Communicators can simplify choosing the most impactful metrics to track by considering the overarching strategic goals their company is working to attain. The communications metrics that shed light on the organization’s progress toward meeting or exceeding those goals are the ones that will capture interest and support organizational goals.

Intranet engagement

Organizations can measure employee interest in company initiatives and changes by monitoring engagement across the content in their company intranet.

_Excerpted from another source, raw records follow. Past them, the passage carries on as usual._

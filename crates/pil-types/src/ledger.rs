use std::fmt;

use chrono::{DateTime, Utc};
use rust_decimal::Decimal;
use serde::{Deserialize, Serialize};

use crate::digest::Digest;
use crate::error::TypeError;
use crate::identity::{ActorId, ConversionId, LedgerEntryId, PartnerId};
use crate::period::BillingPeriod;

/// Kind of ledger row.
#[derive(Clone, Copy, Debug, PartialEq, Eq, Hash, Serialize, Deserialize)]
#[serde(rename_all = "SCREAMING_SNAKE_CASE")]
pub enum LedgerType {
    /// The original payout for a period.
    Payout,
    /// A compensating correction against a paid payout.
    Adjustment,
}

/// Lifecycle state of a ledger entry.
///
/// Transitions only move forward:
///
/// ```text
/// DRAFT ──► APPROVED ──► PAID
///   │           │
///   └──► VOID ◄─┘
/// ```
///
/// `PAID` and `VOID` are terminal.
#[derive(Clone, Copy, Debug, PartialEq, Eq, Hash, Serialize, Deserialize)]
#[serde(rename_all = "SCREAMING_SNAKE_CASE")]
pub enum LedgerStatus {
    Draft,
    Approved,
    Paid,
    Void,
}

impl LedgerStatus {
    /// Statuses that count toward the one-live-payout-per-period rule.
    pub const LIVE: [LedgerStatus; 3] = [Self::Draft, Self::Approved, Self::Paid];

    pub fn is_live(&self) -> bool {
        Self::LIVE.contains(self)
    }

    pub fn is_terminal(&self) -> bool {
        matches!(self, Self::Paid | Self::Void)
    }

    pub fn can_transition_to(&self, next: LedgerStatus) -> bool {
        matches!(
            (self, next),
            (Self::Draft, Self::Approved)
                | (Self::Draft, Self::Void)
                | (Self::Approved, Self::Paid)
                | (Self::Approved, Self::Void)
        )
    }

    pub fn as_str(&self) -> &'static str {
        match self {
            Self::Draft => "DRAFT",
            Self::Approved => "APPROVED",
            Self::Paid => "PAID",
            Self::Void => "VOID",
        }
    }
}

impl fmt::Display for LedgerStatus {
    fn fmt(&self, f: &mut fmt::Formatter<'_>) -> fmt::Result {
        f.write_str(self.as_str())
    }
}

/// Partner + period: the scope of the one-live-payout rule.
#[derive(Clone, Debug, PartialEq, Eq, Hash, PartialOrd, Ord, Serialize, Deserialize)]
#[serde(rename_all = "camelCase")]
pub struct LineageKey {
    pub partner_id: PartnerId,
    #[serde(flatten)]
    pub period: BillingPeriod,
}

impl LineageKey {
    pub fn new(partner_id: PartnerId, period: BillingPeriod) -> Self {
        Self { partner_id, period }
    }
}

impl fmt::Display for LineageKey {
    fn fmt(&self, f: &mut fmt::Formatter<'_>) -> fmt::Result {
        write!(f, "{}@{}", self.partner_id, self.period)
    }
}

/// An externally attributed conversion. Read-only to the ledger.
#[derive(Clone, Debug, PartialEq, Eq, Serialize, Deserialize)]
#[serde(rename_all = "camelCase")]
pub struct ConversionRecord {
    pub id: ConversionId,
    pub partner_id: PartnerId,
    pub link_id: String,
    #[serde(default, skip_serializing_if = "Option::is_none")]
    pub cafe_id: Option<String>,
    pub amount: Decimal,
    pub commission: Decimal,
    pub attributed_at: DateTime<Utc>,
}

/// Aggregated money figures of a ledger entry.
#[derive(Clone, Debug, Default, PartialEq, Eq, Serialize, Deserialize)]
#[serde(rename_all = "camelCase")]
pub struct PayoutTotals {
    pub total_conversions: u64,
    pub total_revenue: Decimal,
    pub total_commission: Decimal,
}

impl PayoutTotals {
    /// Exact decimal sums over the given records.
    pub fn aggregate<'a>(
        records: impl IntoIterator<Item = &'a ConversionRecord>,
    ) -> Result<Self, TypeError> {
        records
            .into_iter()
            .try_fold(Self::default(), |mut totals, record| {
                totals.total_conversions += 1;
                totals.total_revenue = totals
                    .total_revenue
                    .checked_add(record.amount)
                    .ok_or(TypeError::AmountOverflow { field: "totalRevenue" })?;
                totals.total_commission = totals
                    .total_commission
                    .checked_add(record.commission)
                    .ok_or(TypeError::AmountOverflow { field: "totalCommission" })?;
                Ok(totals)
            })
    }

    /// Totals carried by an adjustment: only the signed commission delta.
    pub fn correction(amount: Decimal) -> Self {
        Self {
            total_conversions: 0,
            total_revenue: Decimal::ZERO,
            total_commission: amount,
        }
    }
}

/// One immutable ledger row.
///
/// After creation only `status` may change, and only along the forward
/// transitions of [`LedgerStatus`]. Corrections are new rows of type
/// [`LedgerType::Adjustment`].
#[derive(Clone, Debug, PartialEq, Eq, Serialize, Deserialize)]
#[serde(rename_all = "camelCase")]
pub struct PayoutLedgerEntry {
    pub id: LedgerEntryId,
    pub partner_id: PartnerId,
    #[serde(flatten)]
    pub period: BillingPeriod,
    pub ledger_type: LedgerType,
    pub status: LedgerStatus,
    /// Present on payouts only.
    #[serde(default, skip_serializing_if = "Option::is_none")]
    pub snapshot_hash: Option<Digest>,
    #[serde(default)]
    pub conversion_ids: Vec<ConversionId>,
    #[serde(flatten)]
    pub totals: PayoutTotals,
    pub version: u32,
    #[serde(default, skip_serializing_if = "Option::is_none")]
    pub reference_ledger_id: Option<LedgerEntryId>,
    #[serde(default, skip_serializing_if = "Option::is_none")]
    pub adjustment_reason: Option<String>,
    pub approved_by: ActorId,
    pub approved_at: DateTime<Utc>,
}

impl PayoutLedgerEntry {
    pub fn lineage_key(&self) -> LineageKey {
        LineageKey::new(self.partner_id.clone(), self.period)
    }

    /// The payout this entry's version sequence belongs to: the entry itself
    /// for a payout, the referenced payout for an adjustment.
    pub fn lineage_root(&self) -> LedgerEntryId {
        match self.ledger_type {
            LedgerType::Payout => self.id,
            LedgerType::Adjustment => self.reference_ledger_id.unwrap_or(self.id),
        }
    }

    pub fn is_payout(&self) -> bool {
        self.ledger_type == LedgerType::Payout
    }

    /// A payout occupying its period under the one-live-payout rule.
    pub fn is_live_payout(&self) -> bool {
        self.is_payout() && self.status.is_live()
    }
}

#[cfg(test)]
mod tests {
    use chrono::TimeZone;
    use rust_decimal_macros::dec;

    use super::*;

    fn conversion(id: &str, amount: Decimal, commission: Decimal) -> ConversionRecord {
        ConversionRecord {
            id: ConversionId::new(id).unwrap(),
            partner_id: PartnerId::new("P1").unwrap(),
            link_id: "link-1".into(),
            cafe_id: None,
            amount,
            commission,
            attributed_at: Utc.with_ymd_and_hms(2024, 3, 2, 0, 0, 0).unwrap(),
        }
    }

    #[test]
    fn transitions_are_forward_only() {
        use LedgerStatus::*;
        assert!(Draft.can_transition_to(Approved));
        assert!(Draft.can_transition_to(Void));
        assert!(Approved.can_transition_to(Paid));
        assert!(Approved.can_transition_to(Void));
        assert!(!Paid.can_transition_to(Approved));
        assert!(!Paid.can_transition_to(Void));
        assert!(!Void.can_transition_to(Approved));
        assert!(!Approved.can_transition_to(Draft));
        assert!(!Approved.can_transition_to(Approved));
    }

    #[test]
    fn live_statuses_exclude_void() {
        assert!(LedgerStatus::Draft.is_live());
        assert!(LedgerStatus::Paid.is_live());
        assert!(!LedgerStatus::Void.is_live());
    }

    #[test]
    fn aggregate_uses_exact_decimals() {
        let records = vec![
            conversion("c1", dec!(0.10), dec!(0.01)),
            conversion("c2", dec!(0.20), dec!(0.02)),
            conversion("c3", dec!(0.30), dec!(0.03)),
        ];
        let totals = PayoutTotals::aggregate(&records).unwrap();
        assert_eq!(totals.total_conversions, 3);
        assert_eq!(totals.total_revenue, dec!(0.60));
        assert_eq!(totals.total_commission, dec!(0.06));
    }

    #[test]
    fn aggregate_reports_overflow() {
        let records = vec![
            conversion("c1", Decimal::MAX, dec!(1)),
            conversion("c2", dec!(1), dec!(1)),
        ];
        assert_eq!(
            PayoutTotals::aggregate(&records),
            Err(TypeError::AmountOverflow { field: "totalRevenue" })
        );
    }

    #[test]
    fn aggregate_of_nothing_is_zero() {
        let none: Vec<ConversionRecord> = Vec::new();
        let totals = PayoutTotals::aggregate(&none).unwrap();
        assert_eq!(totals, PayoutTotals::default());
    }

    #[test]
    fn status_serializes_screaming() {
        assert_eq!(
            serde_json::to_string(&LedgerStatus::Approved).unwrap(),
            "\"APPROVED\""
        );
        assert_eq!(
            serde_json::to_string(&LedgerType::Adjustment).unwrap(),
            "\"ADJUSTMENT\""
        );
    }

    #[test]
    fn entry_json_uses_flat_camel_case_fields() {
        let start = Utc.with_ymd_and_hms(2024, 3, 1, 0, 0, 0).unwrap();
        let end = Utc.with_ymd_and_hms(2024, 4, 1, 0, 0, 0).unwrap();
        let entry = PayoutLedgerEntry {
            id: LedgerEntryId::new(),
            partner_id: PartnerId::new("P1").unwrap(),
            period: BillingPeriod::new(start, end).unwrap(),
            ledger_type: LedgerType::Payout,
            status: LedgerStatus::Approved,
            snapshot_hash: Some(Digest::from_bytes([3; 32])),
            conversion_ids: vec![ConversionId::new("c1").unwrap()],
            totals: PayoutTotals::aggregate(&[conversion("c1", dec!(10), dec!(1))]).unwrap(),
            version: 1,
            reference_ledger_id: None,
            adjustment_reason: None,
            approved_by: ActorId::new("admin").unwrap(),
            approved_at: end,
        };

        let value = serde_json::to_value(&entry).unwrap();
        assert_eq!(value["periodStart"], "2024-03-01T00:00:00Z");
        assert_eq!(value["ledgerType"], "PAYOUT");
        assert_eq!(value["totalConversions"], 1);
        assert_eq!(value["totalCommission"], "1");
        assert!(value.get("referenceLedgerId").is_none());

        let back: PayoutLedgerEntry = serde_json::from_value(value).unwrap();
        assert_eq!(back, entry);
        assert_eq!(back.lineage_root(), entry.id);
        assert!(back.is_live_payout());
    }
}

The company’s internet is also an excellent place to reinforce communications messages by making the same information archivable, searchable, and available anytime.

Using a tracking feature that works for both desktop and mobile is helpful because it reveals variations in usage habits that may be beneficial for teams, but the information doesn't directly impact the bottom line.

What metrics aren’t helpful to share?

Some communications metrics are of value to internal comms teams, but in isolation, they provide little useful information interesting to a broader audience.

Emails sent or messages posted represent inputs, not outcomes.

Measuring the outcome of a successful campaign produces a KPI that’s much more valuable to decision-makers working toward a goal than knowing the number of messages required to generate that ROI.

You might need to know how many emails were sent in order to ensure the right audience was reached. That’s actually critical information for the team sending them, but not the broader organization.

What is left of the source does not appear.